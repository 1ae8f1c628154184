//! Async stream log readers (non-UTF8-safe).
//!
//! Game servers and their plugins can emit non-UTF8 bytes on stdout/stderr.
//! `BufReader::lines()` terminates on invalid UTF-8, so lines are read as
//! bytes and decoded lossily to keep capture running.

use blockhost_core::LogSource;
use std::sync::Arc;
use tokio::io::{AsyncBufReadExt, AsyncRead, BufReader};
use tokio::task::JoinHandle;
use tracing::debug;

use super::sink::LogSink;

/// Spawn a task that forwards every line of `stream` to `sink`.
///
/// The task ends at EOF or on the first read error.
pub fn spawn_stream_reader(
    stream: impl AsyncRead + Unpin + Send + 'static,
    source: LogSource,
    sink: Arc<LogSink>,
) -> JoinHandle<()> {
    tokio::spawn(async move {
        let mut reader = BufReader::new(stream);
        let mut buf: Vec<u8> = Vec::with_capacity(1024);

        loop {
            buf.clear();
            match reader.read_until(b'\n', &mut buf).await {
                Ok(0) => break, // EOF
                Ok(_) => {
                    // Trim trailing newline(s)
                    if buf.last() == Some(&b'\n') {
                        buf.pop();
                        if buf.last() == Some(&b'\r') {
                            buf.pop();
                        }
                    }

                    let line = String::from_utf8_lossy(&buf).into_owned();
                    debug!(server_id = %sink.server_id(), %source, "{}", line);
                    sink.append(source, line);
                }
                Err(e) => {
                    debug!(server_id = %sink.server_id(), %source, error = %e, "log stream reader exiting due to read error");
                    break;
                }
            }
        }

        debug!(server_id = %sink.server_id(), %source, "log stream reader task exiting");
    })
}

#[cfg(test)]
mod tests {
    use super::*;
    use blockhost_core::NoopBroadcast;

    #[tokio::test]
    async fn reads_lines_including_invalid_utf8() {
        let sink = Arc::new(LogSink::new("alpha", 10, Arc::new(NoopBroadcast)));
        let input: &[u8] = b"first\r\nsec\xffond\nno newline";

        spawn_stream_reader(input, LogSource::Stderr, sink.clone())
            .await
            .unwrap();

        let entries = sink.snapshot();
        let messages: Vec<_> = entries.iter().map(|e| e.message.as_str()).collect();
        assert_eq!(messages, vec!["first", "sec\u{fffd}ond", "no newline"]);
        assert!(entries.iter().all(|e| e.source == LogSource::Stderr));
    }
}
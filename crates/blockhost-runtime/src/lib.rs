//! Process runtime for blockhost: spawning, log capture, shutdown and the
//! server registry, plus in-process adapters for the core ports.
#![deny(unsafe_code)]

pub mod process;
pub mod store;

pub use process::{
    LogBuffer, LogFileReader, LogSink, ProcessHandle, ServerRegistry, StopOutcome, StopProtocol,
    TokioBroadcaster, TopicEvent,
};
pub use store::MemoryConfigStore;
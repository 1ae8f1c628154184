//! Main CLI parser and top-level argument handling.

use clap::Parser;
use std::path::PathBuf;

use crate::commands::Commands;

/// Command-line interface for the game server supervisor.
#[derive(Parser)]
#[command(name = "blockhost")]
#[command(about = "Run and supervise game server processes")]
#[command(version)]
pub struct Cli {
    /// Config file with settings and server definitions
    #[arg(long, short = 'c', global = true, env = "BLOCKHOST_CONFIG")]
    pub config: Option<PathBuf>,

    /// Enable verbose/debug output
    #[arg(short = 'v', long = "verbose", global = true)]
    pub verbose: bool,

    #[command(subcommand)]
    pub command: Commands,
}
//! Supervisor settings and validation.

use serde::{Deserialize, Serialize};
use std::path::PathBuf;
use std::time::Duration;
use thiserror::Error;

/// Default capacity of the per-server log buffer.
pub const DEFAULT_LOG_CAPACITY: usize = 1000;

/// Default grace period before a stop escalates to a kill.
pub const DEFAULT_STOP_TIMEOUT_SECS: u64 = 30;

/// Default console command that asks a server to shut down.
pub const DEFAULT_STOP_COMMAND: &str = "stop";

/// Default path of the persisted log, relative to the working directory.
pub const DEFAULT_LOG_FILE: &str = "logs/latest.log";

/// Default upper bound on store calls made while reaping an exited process.
pub const DEFAULT_STORE_TIMEOUT_SECS: u64 = 5;

/// Supervisor settings.
///
/// Missing fields fall back to their defaults when deserialized.
#[derive(Debug, Clone, PartialEq, Eq, Serialize, Deserialize)]
#[serde(default)]
pub struct SupervisorSettings {
    /// Maximum entries kept in each server's log buffer.
    pub log_capacity: usize,
    /// Seconds to wait for a graceful stop before killing.
    pub stop_timeout_secs: u64,
    /// Command written to stdin to request a graceful stop.
    pub stop_command: String,
    /// Entries returned by a log query without an explicit limit.
    pub default_log_limit: usize,
    /// Persisted log read when the server is not running.
    pub log_file: PathBuf,
    /// Seconds allowed for store calls on the exit path.
    pub store_timeout_secs: u64,
}

impl Default for SupervisorSettings {
    fn default() -> Self {
        Self {
            log_capacity: DEFAULT_LOG_CAPACITY,
            stop_timeout_secs: DEFAULT_STOP_TIMEOUT_SECS,
            stop_command: DEFAULT_STOP_COMMAND.to_string(),
            default_log_limit: crate::domain::DEFAULT_LOG_LIMIT,
            log_file: PathBuf::from(DEFAULT_LOG_FILE),
            store_timeout_secs: DEFAULT_STORE_TIMEOUT_SECS,
        }
    }
}

impl SupervisorSettings {
    pub const fn stop_timeout(&self) -> Duration {
        Duration::from_secs(self.stop_timeout_secs)
    }

    pub const fn store_timeout(&self) -> Duration {
        Duration::from_secs(self.store_timeout_secs)
    }
}

/// Settings validation errors.
#[derive(Debug, Clone, PartialEq, Eq, Error)]
pub enum SettingsError {
    #[error("log_capacity must be at least 1")]
    ZeroLogCapacity,

    #[error("default_log_limit must be at least 1")]
    ZeroLogLimit,

    #[error("stop_timeout_secs must be at least 1")]
    ZeroStopTimeout,

    #[error("store_timeout_secs must be at least 1")]
    ZeroStoreTimeout,

    #[error("stop_command cannot be empty")]
    EmptyStopCommand,

    #[error("log_file cannot be empty")]
    EmptyLogFile,
}

/// Validate settings before handing them to the supervisor.
pub fn validate_settings(settings: &SupervisorSettings) -> Result<(), SettingsError> {
    if settings.log_capacity == 0 {
        return Err(SettingsError::ZeroLogCapacity);
    }
    if settings.default_log_limit == 0 {
        return Err(SettingsError::ZeroLogLimit);
    }
    if settings.stop_timeout_secs == 0 {
        return Err(SettingsError::ZeroStopTimeout);
    }
    if settings.store_timeout_secs == 0 {
        return Err(SettingsError::ZeroStoreTimeout);
    }
    if settings.stop_command.trim().is_empty() {
        return Err(SettingsError::EmptyStopCommand);
    }
    if settings.log_file.as_os_str().is_empty() {
        return Err(SettingsError::EmptyLogFile);
    }
    Ok(())
}

#[cfg(test)]
mod tests {
    use super::*;

    #[test]
    fn defaults_are_valid() {
        let settings = SupervisorSettings::default();
        assert!(validate_settings(&settings).is_ok());
        assert_eq!(settings.stop_timeout(), Duration::from_secs(30));
        assert_eq!(settings.log_capacity, 1000);
        assert_eq!(settings.default_log_limit, 100);
    }

    #[test]
    fn rejects_zero_capacity() {
        let settings = SupervisorSettings {
            log_capacity: 0,
            ..Default::default()
        };
        assert_eq!(
            validate_settings(&settings),
            Err(SettingsError::ZeroLogCapacity)
        );
    }

    #[test]
    fn rejects_blank_stop_command() {
        let settings = SupervisorSettings {
            stop_command: "  ".into(),
            ..Default::default()
        };
        assert_eq!(
            validate_settings(&settings),
            Err(SettingsError::EmptyStopCommand)
        );
    }

    #[test]
    fn partial_json_uses_defaults() {
        let settings: SupervisorSettings =
            serde_json::from_str(r#"{"stop_timeout_secs": 10}"#).unwrap();
        assert_eq!(settings.stop_timeout_secs, 10);
        assert_eq!(settings.stop_command, "stop");
    }
}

= = = =

Exactly the lines running from the top of the records to the line that contains "use super::sink::LogSink;", inclusive, must be set down, and nothing more.

■ **EXERCISE SOLUTION**
repository 1ae8f1c628154184
//! Async stream log readers (non-UTF8-safe).
//!
//! Game servers and their plugins can emit non-UTF8 bytes on stdout/stderr.
//! `BufReader::lines()` terminates on invalid UTF-8, so lines are read as
//! bytes and decoded lossily to keep capture running.

use blockhost_core::LogSource;
use std::sync::Arc;
use tokio::io::{AsyncBufReadExt, AsyncRead, BufReader};
use tokio::task::JoinHandle;
use tracing::debug;

use super::sink::LogSink;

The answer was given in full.